*WHAT YOU ARE ASKED TO DO*:
Search the material below for the string "handler" and list each line that holds it.

Start of Block

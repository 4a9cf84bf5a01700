use std::net::SocketAddr;
use std::path::PathBuf;
use std::sync::Arc;
use std::time::Duration;

use anyhow::{Context, Result};
use tokio::signal;
use tracing::{error, info, warn};
use tracing_subscriber::{layer::SubscriberExt, util::SubscriberInitExt};

use cinescout_core::{
    load_config, save_config, shared_connection, validate_config, DiscoveryEngine, LibraryService,
    RadarrClient, RecommendationGraph, TmdbClient,
};
use cinescout_server::api::create_router;
use cinescout_server::state::AppState;

#[tokio::main]
async fn main() {
    if let Err(e) = run().await {
        error!("Fatal error: {:#}", e);
        std::process::exit(1);
    }
}

fn init_tracing() {
    let filter = tracing_subscriber::EnvFilter::try_from_default_env()
        .unwrap_or_else(|_| "info,tower_http=debug".into());

    // LOG_FORMAT=json switches to structured output
    let json = std::env::var("LOG_FORMAT").is_ok_and(|format| format == "json");
    let (json_layer, text_layer) = if json {
        (Some(tracing_subscriber::fmt::layer().json()), None)
    } else {
        (None, Some(tracing_subscriber::fmt::layer()))
    };

    tracing_subscriber::registry()
        .with(filter)
        .with(json_layer)
        .with(text_layer)
        .init();
}

async fn run() -> Result<()> {
    init_tracing();

    // Determine config path
    let config_path = std::env::var("CINESCOUT_CONFIG")
        .map(PathBuf::from)
        .unwrap_or_else(|_| PathBuf::from("config.toml"));

    // Load configuration
    info!("Loading configuration from {:?}", config_path);
    let config = load_config(&config_path)
        .with_context(|| format!("Failed to load config from {:?}", config_path))?;

    validate_config(&config).context("Configuration validation failed")?;

    // Persist the effective configuration so the settings page starts from it
    save_config(&config_path, &config)
        .with_context(|| format!("Failed to write config to {:?}", config_path))?;

    info!("Configuration loaded successfully");
    info!("Library service: {}", config.connection.library_url);
    if config.library.dry_run {
        warn!("Dry run enabled: movies will not actually be added");
    }

    let connection = shared_connection(config.connection.clone());

    let library: Arc<dyn LibraryService> = Arc::new(
        RadarrClient::new(&config.library, Arc::clone(&connection))
            .context("Failed to create Radarr client")?,
    );
    let graph: Arc<dyn RecommendationGraph> = Arc::new(
        TmdbClient::new(&config.tmdb, Arc::clone(&connection))
            .context("Failed to create TMDB client")?,
    );

    let engine = Arc::new(DiscoveryEngine::new(
        &config,
        library,
        graph,
        Arc::clone(&connection),
    ));
    info!("Discovery engine initialized");

    if config.discovery.auto_start {
        let delay = Duration::from_secs(config.discovery.auto_start_delay_secs);
        info!("Auto start scheduled in {:?}", delay);
        let engine = Arc::clone(&engine);
        tokio::spawn(async move {
            tokio::time::sleep(delay).await;
            if let Err(e) = engine.auto_start().await {
                error!("Auto start failed: {}", e);
            }
        });
    }

    let state = Arc::new(AppState::new(
        config.clone(),
        Some(config_path),
        Arc::clone(&engine),
        connection,
    ));

    let app = create_router(state);

    // Start server
    let addr = SocketAddr::new(config.server.host, config.server.port);
    info!("Starting server on {}", addr);

    let listener = tokio::net::TcpListener::bind(addr)
        .await
        .with_context(|| format!("Failed to bind to {}", addr))?;

    // Run server with graceful shutdown
    axum::serve(listener, app)
        .with_graceful_shutdown(shutdown_signal())
        .await
        .context("Server error")?;

    info!("Server shutting down...");
    engine.stop();

    Ok(())
}

/// Wait for shutdown signal (Ctrl+C or SIGTERM)
async fn shutdown_signal() {
    let ctrl_c = async {
        if let Err(e) = signal::ctrl_c().await {
            error!("Failed to install Ctrl+C handler: {}", e);
            std::future::pending::<()>().await;
        }
    };

    #[cfg(unix)]
    let terminate = async {
        match signal::unix::signal(signal::unix::SignalKind::terminate()) {
            Ok(mut stream) => {
                stream.recv().await;
            }
            Err(e) => {
                error!("Failed to install SIGTERM handler: {}", e);
                std::future::pending::<()>().await;
            }
        }
    };

    #[cfg(not(unix))]
    let terminate = std::future::pending::<()>();

    tokio::select! {
        _ = ctrl_c => {},
        _ = terminate => {},
    }
}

End of Block

*RESULT*:
            error!("Failed to install Ctrl+C handler: {}", e);
                error!("Failed to install SIGTERM handler: {}", e);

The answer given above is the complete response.